The reduced concentration of urea pushes the detection and quantification limits for NIR applications and increases prediction uncertainty. Prediction uncertainty estimation has been described previously in literature. Unfortunately, a proper strategy and justification for the determination of the parameters that go into the uncertainty estimates are seldom given, which has resulted in a limited use of confidence limits for PLS-based predictions in industrial applications.

Experimental
Forty process water samples were collected from three sampling points simultaneously over ten hours of production at AFI. Ten laboratory samples were prepared by combining stock solutions of lactose, urea, and demineralized water.

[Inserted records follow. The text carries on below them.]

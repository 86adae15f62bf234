//! Partitioned inverted index
//!
//! Query values of every track are split into fixed-size chunks spread over a
//! fan of index segments. Searches run the segments through a bounded worker
//! pool and fold the per-segment hit counts into one map, which the candidate
//! scorer thresholds into a ranked shortlist for the matcher.

use std::collections::HashMap;

use crate::error::{Error, Result};
use crate::store::{IndexChunk, Store};

/// Number of physical index segments per catalog.
pub const NUM_INDEX_SEGMENTS: usize = 16;

/// Maximum number of query values stored in one index chunk.
pub const VALUES_PER_CHUNK: usize = 128;

/// Width of the segment fan-out worker pool.
pub const SEARCH_CONCURRENCY: usize = 8;

/// Split a track's query values into index chunks. Chunk `k` lands in
/// segment `k % NUM_INDEX_SEGMENTS`; the final chunk may be short.
pub fn build_chunks(values: &[i32]) -> Vec<IndexChunk> {
    values
        .chunks(VALUES_PER_CHUNK)
        .enumerate()
        .map(|(ordinal, chunk)| IndexChunk {
            ordinal: ordinal as u32,
            values: chunk.to_vec(),
        })
        .collect()
}

/// Physical segment for a chunk ordinal.
pub fn segment_for_ordinal(ordinal: u32) -> usize {
    ordinal as usize % NUM_INDEX_SEGMENTS
}

/// Fan a query out over the index segments and sum hit counts per track.
///
/// Streaming searches broadcast the full query to every segment, because the
/// query's position inside the master is unknown. Anchored searches assume
/// the query lines up with the track start and probe only segments 0 and 1
/// with the query's first two chunks; the remaining segments stay untouched,
/// which is a deliberate trade of recall for fan-out.
///
/// Segments are statically assigned to `SEARCH_CONCURRENCY` workers by
/// `segment % SEARCH_CONCURRENCY`; the workers are joined before the result
/// is folded, and the first segment failure aborts the whole search.
pub async fn search_index(
    store: &dyn Store,
    catalog_id: i64,
    values: &[i32],
    stream: bool,
) -> Result<HashMap<i64, usize>> {
    let mut shards: [Option<&[i32]>; NUM_INDEX_SEGMENTS] = [None; NUM_INDEX_SEGMENTS];
    if stream {
        shards = [Some(values); NUM_INDEX_SEGMENTS];
    } else if !values.is_empty() {
        if values.len() < VALUES_PER_CHUNK {
            shards[0] = Some(values);
        } else {
            shards[0] = Some(&values[..VALUES_PER_CHUNK]);
            if values.len() > VALUES_PER_CHUNK {
                let end = values.len().min(2 * VALUES_PER_CHUNK);
                shards[1] = Some(&values[VALUES_PER_CHUNK..end]);
            }
        }
    }

    let workers = (0..SEARCH_CONCURRENCY).map(|worker| {
        let shards = &shards;
        async move {
            let mut hits: HashMap<i64, usize> = HashMap::new();
            let mut segment = worker;
            while segment < NUM_INDEX_SEGMENTS {
                if let Some(query) = shards[segment] {
                    if !query.is_empty() {
                        for (track_id, count) in
                            store.query_segment(catalog_id, segment, query).await?
                        {
                            *hits.entry(track_id).or_default() += count;
                        }
                    }
                }
                segment += SEARCH_CONCURRENCY;
            }
            Ok::<_, Error>(hits)
        }
    });

    let partials = futures::future::try_join_all(workers).await?;

    let mut hits: HashMap<i64, usize> = HashMap::new();
    for partial in partials {
        for (track_id, count) in partial {
            *hits.entry(track_id).or_default() += count;
        }
    }
    Ok(hits)
}

/// Threshold the hit map and rank the survivors.
///
/// Tracks scoring below a tenth of the best hit count (never below two) are
/// dropped; the rest are returned in ascending hit order, the order in which
/// the matcher consumes them. Ties break on track id.
pub fn select_candidates(hits: &HashMap<i64, usize>) -> Vec<(i64, usize)> {
    let max_count = hits.values().copied().max().unwrap_or(0);
    let threshold = (max_count / 10).max(2);

    let mut candidates: Vec<(i64, usize)> = hits
        .iter()
        .filter(|&(_, &count)| count >= threshold)
        .map(|(&track_id, &count)| (track_id, count))
        .collect();
    candidates.sort_by(|a, b| a.1.cmp(&b.1).then(a.0.cmp(&b.0)));
    candidates
}
//! JSON API plumbing
//!
//! Error envelope, authentication middleware and the helpers shared by the
//! catalog, track and search handlers. Every error leaves the server as
//! `{"status": n, "error": {"type": ..., "reason": ...}}`.

pub mod catalogs;
pub mod search;
pub mod tracks;

use axum::extract::{Request, State};
use axum::http::StatusCode;
use axum::middleware::Next;
use axum::response::{IntoResponse, Response};
use axum::Json;
use serde::Serialize;

use resound::service::Account;
use resound::{Catalog, Error as EngineError};

use crate::auth::AuthError;
use crate::state::AppState;

/// Page size for track listings.
pub const TRACK_PAGE_SIZE: usize = 100;

#[derive(Debug, Serialize)]
pub struct ErrorBody {
    #[serde(rename = "type")]
    pub kind: &'static str,
    pub reason: String,
}

#[derive(Debug, Serialize)]
pub struct ErrorResponse {
    pub status: u16,
    pub error: ErrorBody,
}

/// An error response in the API envelope format.
#[derive(Debug)]
pub struct ApiError {
    status: StatusCode,
    kind: &'static str,
    reason: String,
}

impl ApiError {
    fn new(status: StatusCode, kind: &'static str, reason: impl Into<String>) -> Self {
        ApiError {
            status,
            kind,
            reason: reason.into(),
        }
    }

    pub fn bad_request(reason: impl Into<String>) -> Self {
        Self::new(StatusCode::BAD_REQUEST, "invalid_request", reason)
    }

    pub fn not_found(reason: impl Into<String>) -> Self {
        Self::new(StatusCode::NOT_FOUND, "not_found", reason)
    }

    pub fn conflict(reason: impl Into<String>) -> Self {
        Self::new(StatusCode::CONFLICT, "duplicate", reason)
    }

    pub fn unauthorized(reason: impl Into<String>) -> Self {
        Self::new(StatusCode::UNAUTHORIZED, "unauthorized", reason)
    }

    pub fn unavailable(reason: impl Into<String>) -> Self {
        Self::new(StatusCode::SERVICE_UNAVAILABLE, "unavailable", reason)
    }

    pub fn internal() -> Self {
        Self::new(
            StatusCode::INTERNAL_SERVER_ERROR,
            "internal_error",
            "Internal error",
        )
    }
}

impl IntoResponse for ApiError {
    fn into_response(self) -> Response {
        let body = ErrorResponse {
            status: self.status.as_u16(),
            error: ErrorBody {
                kind: self.kind,
                reason: self.reason,
            },
        };
        (self.status, Json(body)).into_response()
    }
}

impl From<EngineError> for ApiError {
    fn from(err: EngineError) -> Self {
        match err {
            EngineError::InvalidFingerprint
            | EngineError::InvalidFingerprintVersion
            | EngineError::FingerprintTooLong => {
                ApiError::bad_request(format!("Invalid request: {err}"))
            }
            other => {
                tracing::error!("Request failed: {other}");
                ApiError::internal()
            }
        }
    }
}

/// Resolve the account behind a request and stash it in the extensions.
pub async fn require_account(
    State(state): State<AppState>,
    mut request: Request,
    next: Next,
) -> Result<Response, ApiError> {
    let external_id = match state.auth.authenticate(request.headers()).await {
        Ok(account) => account,
        Err(AuthError::NotAuthorized) => {
            return Err(ApiError::unauthorized("Not authorized"));
        }
        Err(AuthError::Provider(reason)) => {
            tracing::error!("Failed to authenticate account: {reason}");
            return Err(ApiError::internal());
        }
    };
    let account = state
        .service
        .account(&external_id)
        .await
        .map_err(ApiError::from)?;
    request.extensions_mut().insert(account);
    Ok(next.run(request).await)
}

/// Validate a catalog name and hand out the account's catalog handle.
pub(crate) fn account_catalog(account: &Account, name: &str) -> Result<Catalog, ApiError> {
    if !resound::is_valid_catalog_name(name) {
        return Err(ApiError::bad_request("Invalid catalog name"));
    }
    Ok(account.catalog(name))
}

pub(crate) fn check_track_id(id: &str) -> Result<(), ApiError> {
    if !resound::is_valid_track_id(id) {
        return Err(ApiError::bad_request("Invalid track ID"));
    }
    Ok(())
}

NIR spectra were measured with ABB Bomem MB Series FT-NIR (CA) with a custom made, temperature controlled sample cell. Sample was introduced into the cell and measured five times in a row, each the average of 128 scans over the spectral range 700-2500 nm with a spectral resolution of 8 cm-1. Temperature was set to 27 ˚C. All samples were measured over the course of three days, and the same background – demineralized water - was used for all spectra obtained. As spectral range for urea calibration 2083 – 2257 nm was selected, and the spectra were preprocessed using Savitzky-Golay second order polynomial, second derivative, with a window size of app. 62 nm. For all samples two of the five replicate measurements were excluded based on the norm of the difference between the average of all five preprocessed spectra and the given preprocessed spectra. The three remaining spectra were included with a common reference value. Independent urea concentration determinations were made using a Urea+ammonia enzyme assay (Megazymes, GB) as described by the vendor.

Results and discussion
Two separate PLS models were built relating the NIR spectra to the concentration of urea: One model based on laboratory samples made of known amounts of urea and lactose, and one model based on urea concentration estimated by the enzyme assay reference method applied to process samples. Prediction error variance (Vpe) is calculated and compared to the RMSEP obtained from an independent test set. The Vpe is decomposed into the individual the variance components and discussed.